The ‘L’ Word – It is sure to vary from person to person, but every solo traveler will experience a lonely moment or two. Its inevitable. There are ways, however, to deal with this. During these periods, endeavour to be a little more proactive. If you are in an area exposed to substantial backpacker traffic then why not book on to a group tour for the day, or check into busier accommodation such as a hostel? A quick company fix may be all that’s needed to shoo away the demons.
If, however, you do have a particularly fervent social inclination, take this into account when planning the trip. It may be wise to focus more on established backpacker trails with their boundless opportunities for intercourse er, discourse. Furthermore, whilst on the road, make it a consideration when picking accommodation to look for places that have communal areas so to increase the possibilities for interaction.

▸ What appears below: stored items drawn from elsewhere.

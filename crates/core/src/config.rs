use crate::collision::DEFAULT_MAX_SUFFIX_ATTEMPTS;
use crate::planner::RunOptions;
use anyhow::{bail, Context, Result};
use directories::ProjectDirs;
use serde::Deserialize;
use std::fs;
use std::path::{Path, PathBuf};

#[derive(Debug, Clone, PartialEq, Eq, Deserialize)]
#[serde(default, deny_unknown_fields)]
pub struct AppConfig {
    pub log_level: String,
    pub max_suffix_attempts: usize,
}

impl Default for AppConfig {
    fn default() -> Self {
        Self {
            log_level: "info".to_string(),
            max_suffix_attempts: DEFAULT_MAX_SUFFIX_ATTEMPTS,
        }
    }
}

impl AppConfig {
    pub fn run_options(&self) -> RunOptions {
        RunOptions {
            max_suffix_attempts: self.max_suffix_attempts,
        }
    }
}

/// `config.toml` inside the OS configuration directory.
pub fn config_path() -> Result<PathBuf> {
    let proj = ProjectDirs::from("com", "jangolabs", "media-renamer")
        .context("could not resolve the OS configuration directory")?;
    Ok(proj.config_dir().join("config.toml"))
}

/// Loads `config.toml` from the OS configuration directory, falling back to
/// defaults when it does not exist.
pub fn load_config() -> Result<AppConfig> {
    load_config_from(&config_path()?)
}

pub fn load_config_from(path: &Path) -> Result<AppConfig> {
    if !path.exists() {
        return Ok(AppConfig::default());
    }

    let raw = fs::read_to_string(path)
        .with_context(|| format!("could not read config file: {}", path.display()))?;
    let config = toml::from_str::<AppConfig>(&raw)
        .with_context(|| format!("could not parse config file: {}", path.display()))?;
    if config.max_suffix_attempts == 0 {
        bail!(
            "max_suffix_attempts must be at least 1 in config file: {}",
            path.display()
        );
    }
    Ok(config)
}

#[cfg(test)]
mod tests {
    use super::*;
    use tempfile::tempdir;

    #[test]
    fn missing_file_yields_defaults() {
        let temp = tempdir().expect("tempdir");
        let config = load_config_from(&temp.path().join("config.toml")).expect("load");
        assert_eq!(config, AppConfig::default());
        assert_eq!(config.run_options(), RunOptions::default());
    }

    #[test]
    fn partial_file_keeps_other_defaults() {
        let temp = tempdir().expect("tempdir");
        let path = temp.path().join("config.toml");
        fs::write(&path, "max_suffix_attempts = 50\n").expect("write config");

        let config = load_config_from(&path).expect("load");
        assert_eq!(config.max_suffix_attempts, 50);
        assert_eq!(config.log_level, "info");
        assert_eq!(config.run_options().max_suffix_attempts, 50);
    }

    #[test]
    fn zero_suffix_attempts_are_rejected() {
        let temp = tempdir().expect("tempdir");
        let path = temp.path().join("config.toml");
        fs::write(&path, "max_suffix_attempts = 0\n").expect("write config");

        let err = load_config_from(&path).expect_err("zero attempts must fail");
        let message = err.to_string();
        assert!(message.contains("max_suffix_attempts must be at least 1"));
    }

    #[test]
    fn unknown_keys_are_rejected() {
        let temp = tempdir().expect("tempdir");
        let path = temp.path().join("config.toml");
        fs::write(&path, "template = \"{year}\"\n").expect("write config");

        let err = load_config_from(&path).expect_err("unknown key must fail");
        assert!(err.to_string().contains("could not parse config file"));
    }
}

Fancy Yankee Dollars – A subject close to every backpacker’s heart. Traveling solo means spending more of them. It’s all too common for many places to charge by the room, not the amount of people. Single rooms, if on a different tariff, will not usually come in that much lower than a double. Accommodation-wise, over time it does work out more expensive to travel alone than if you were to split room costs with your companion. Its fact that leaves me feeling cheated, embittered, and generally a grumpy old man – which is probably why I find myself traveling alone in the first place. There’s sometimes the option to share with others, but if its solace you want then the bullet has to be bitten. Bah, humbug.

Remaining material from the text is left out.